"""
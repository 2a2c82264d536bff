//! Defines the command-line arguments and subcommands for the Sentree CLI.
//!
//! This module uses the `clap` crate with its "derive" feature to create a
//! declarative and type-safe argument parsing structure.

use clap::{Parser, Subcommand};
use std::path::PathBuf;

/// The main CLI argument structure.
#[derive(Debug, Parser)]
#[command(
    name = "sentree",
    version,
    about = "Renders tagged Korean sentences as constituency trees."
)]
pub struct SentreeArgs {
    #[command(subcommand)]
    pub command: Command,

    /// Raise log verbosity (-v debug, -vv trace). RUST_LOG overrides this.
    #[arg(short, long, action = clap::ArgAction::Count, global = true)]
    pub verbose: u8,

    /// Load lookup tables from a YAML file instead of the built-in set.
    #[arg(long, value_name = "FILE", global = true)]
    pub tables: Option<PathBuf>,
}

/// An enumeration of all available CLI subcommands.
#[derive(Debug, Subcommand)]
pub enum Command {
    /// Parse annotated text (`surface=morpheme/TAG+morpheme/TAG ...`) and print the tree.
    Parse {
        /// The text to parse; one chunk per input word.
        #[arg(required = true)]
        text: String,
        /// Keep single-child branches instead of collapsing them.
        #[arg(long)]
        show_all_levels: bool,
        /// Print the full response as JSON.
        #[arg(long)]
        json: bool,
        /// Skip the definition lookup even when translator credentials are set.
        #[arg(long)]
        no_definitions: bool,
    },
    /// List the tag canonicalization map.
    Tags,
}
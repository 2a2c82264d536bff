//! English glosses for content words.
//!
//! [`DefinitionAugmenter`] picks the nouns, verbs and adverbs out of a sentence and
//! sends them to a [`Translator`] in one newline-joined batch. The reply must come back
//! with exactly one line per word. Any failure leaves the sentence without definitions;
//! it never fails the parse.

use std::collections::BTreeMap;

use serde::Deserialize;
use tracing::{debug, warn};

use crate::config::{Tables, TranslatorSettings};
use crate::errors::DefinitionError;
use crate::normalize::Token;

/// Surface word to definition.
pub type Definitions = BTreeMap<String, String>;

/// A machine-translation backend.
pub trait Translator: Sync {
    /// Translates `text` as-is; line structure must be preserved.
    fn translate(&self, text: &str) -> Result<String, DefinitionError>;
}

// ============================================================================
// PAPAGO CLIENT
// ============================================================================

/// Naver Papago NMT over HTTPS, single attempt, bounded by the configured timeout.
pub struct PapagoTranslator {
    agent: ureq::Agent,
    settings: TranslatorSettings,
}

#[derive(Deserialize)]
struct PapagoReply {
    message: PapagoMessage,
}

#[derive(Deserialize)]
struct PapagoMessage {
    result: PapagoResult,
}

#[derive(Deserialize)]
#[serde(rename_all = "camelCase")]
struct PapagoResult {
    translated_text: String,
}

impl PapagoTranslator {
    pub fn new(settings: TranslatorSettings) -> Self {
        let agent = ureq::AgentBuilder::new().timeout(settings.timeout).build();
        Self { agent, settings }
    }
}

impl Translator for PapagoTranslator {
    fn translate(&self, text: &str) -> Result<String, DefinitionError> {
        let response = self
            .agent
            .post(&self.settings.endpoint)
            .set("X-Naver-Client-Id", &self.settings.client_id)
            .set("X-Naver-Client-Secret", &self.settings.client_secret)
            .send_form(&[
                ("source", self.settings.source_lang.as_str()),
                ("target", self.settings.target_lang.as_str()),
                ("text", text),
            ])
            .map_err(|err| match err {
                ureq::Error::Status(status, response) => DefinitionError::Status {
                    status,
                    reason: response.status_text().to_string(),
                },
                ureq::Error::Transport(transport) => DefinitionError::Transport(transport.to_string()),
            })?;

        let body = response
            .into_string()
            .map_err(|err| DefinitionError::Payload(err.to_string()))?;
        parse_reply(&body)
    }
}

fn parse_reply(body: &str) -> Result<String, DefinitionError> {
    let reply: PapagoReply =
        serde_json::from_str(body).map_err(|err| DefinitionError::Payload(err.to_string()))?;
    let text = reply.message.result.translated_text;
    if text.is_empty() {
        return Err(DefinitionError::Payload("empty translatedText".to_string()));
    }
    Ok(text)
}

// ============================================================================
// AUGMENTER
// ============================================================================

pub struct DefinitionAugmenter<'a> {
    tables: &'a Tables,
    translator: &'a dyn Translator,
}

impl<'a> DefinitionAugmenter<'a> {
    pub fn new(tables: &'a Tables, translator: &'a dyn Translator) -> Self {
        Self { tables, translator }
    }

    /// Definitions for the sentence's content words; empty on any lookup failure.
    pub fn lookup(&self, tokens: &[Token]) -> Definitions {
        match self.try_lookup(tokens) {
            Ok(definitions) => definitions,
            Err(err) => {
                warn!(error = %err, "definition lookup failed; continuing without definitions");
                Definitions::new()
            }
        }
    }

    pub fn try_lookup(&self, tokens: &[Token]) -> Result<Definitions, DefinitionError> {
        let (words, queries): (Vec<&str>, Vec<String>) = tokens
            .iter()
            .filter(|t| self.tables.is_content_word(&t.tag))
            .map(|t| (t.morpheme.as_str(), self.citation_form(t)))
            .unzip();
        if words.is_empty() {
            return Ok(Definitions::new());
        }

        debug!(words = words.len(), "requesting definitions");
        let reply = self.translator.translate(&queries.join("\n"))?;
        let lines: Vec<&str> = reply.lines().collect();
        if lines.len() != words.len() {
            return Err(DefinitionError::CountMismatch {
                expected: words.len(),
                got: lines.len(),
            });
        }

        Ok(words
            .into_iter()
            .zip(lines)
            .map(|(word, line)| (word.to_string(), clean_definition(line)))
            .collect())
    }

    fn citation_form(&self, token: &Token) -> String {
        if self.tables.is_verb_class(&token.tag) {
            format!("{}{}", token.morpheme, self.tables.citation_suffix)
        } else {
            token.morpheme.clone()
        }
    }
}

fn clean_definition(line: &str) -> String {
    line.trim().trim_end_matches('.').trim_end().to_lowercase()
}
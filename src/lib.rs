//! Sentree turns morpheme-tagged Korean sentences into display-ready constituency trees.
//!
//! The pipeline is tag → [`normalize`] → [`syntax`] → [`tree`], with [`phrases`] and
//! [`definitions`] decorating each parsed sentence. [`engine::Engine`] runs it for a
//! whole request.

pub use crate::errors::{ParseFailure, SentreeError};

pub mod cli;
pub mod config;
pub mod definitions;
pub mod engine;
pub mod errors;
pub mod logging;
pub mod normalize;
pub mod phrases;
pub mod syntax;
pub mod tagging;
pub mod tree;
//! Boundary with the morphological tagger.
//!
//! The tagger itself is an external collaborator: it receives one whitespace-delimited
//! chunk of the input and answers with the chunk's morphemes and their part-of-speech
//! tags, in surface order. [`AnnotatedTagger`] is the in-tree implementation; it reads
//! text that has already been analysed (`먹었다=먹/VV+었/EP+다/EF`).

use once_cell::sync::Lazy;
use regex::Regex;
use serde::Serialize;

use crate::errors::{SentreeError, TaggerError};

mod annotated;

pub use annotated::AnnotatedTagger;

/// One tagged morpheme as produced by the tagger.
#[derive(Debug, Clone, PartialEq, Eq, Serialize)]
pub struct Morpheme {
    pub text: String,
    pub tag: String,
}

impl Morpheme {
    pub fn new(text: impl Into<String>, tag: impl Into<String>) -> Self {
        Self {
            text: text.into(),
            tag: tag.into(),
        }
    }
}

/// A whitespace-delimited input word and its analysis.
#[derive(Debug, Clone, PartialEq, Eq, Serialize)]
pub struct TaggedWord {
    pub surface: String,
    pub morphemes: Vec<Morpheme>,
}

pub trait Tagger: Sync {
    /// Analyses one whitespace-free chunk of input.
    fn tag_word(&self, chunk: &str) -> Result<TaggedWord, TaggerError>;

    /// Cleans raw input before it is split into chunks.
    fn prepare(&self, input: &str) -> String {
        prepare_surface_text(input)
    }

    /// Splits prepared input into chunks and tags each one.
    fn tag_text(&self, input: &str) -> Result<Vec<TaggedWord>, SentreeError> {
        self.prepare(input)
            .split_whitespace()
            .map(|chunk| {
                self.tag_word(chunk).map_err(|source| SentreeError::Tagging {
                    chunk: chunk.to_string(),
                    source,
                })
            })
            .collect()
    }
}

static PUNCTUATION_GAP: Lazy<Regex> = Lazy::new(|| Regex::new(r"\s+([.?;,:!])").unwrap());

/// Normalizes plain text for a tagger: trims it, guarantees sentence-final punctuation
/// and removes whitespace before clause punctuation, which taggers mis-analyse.
pub fn prepare_surface_text(input: &str) -> String {
    let mut text = input.trim().to_string();
    if !text.is_empty() && !text.ends_with(['.', '?', '!']) {
        text.push('.');
    }
    PUNCTUATION_GAP.replace_all(&text, "$1").into_owned()
}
"""
Work to be completed
Pull every line containing the word "return" out of the entries above.

Task answer
        return Err(DefinitionError::Payload("empty translatedText".to_string()));
            return Ok(Definitions::new());
            return Err(DefinitionError::CountMismatch {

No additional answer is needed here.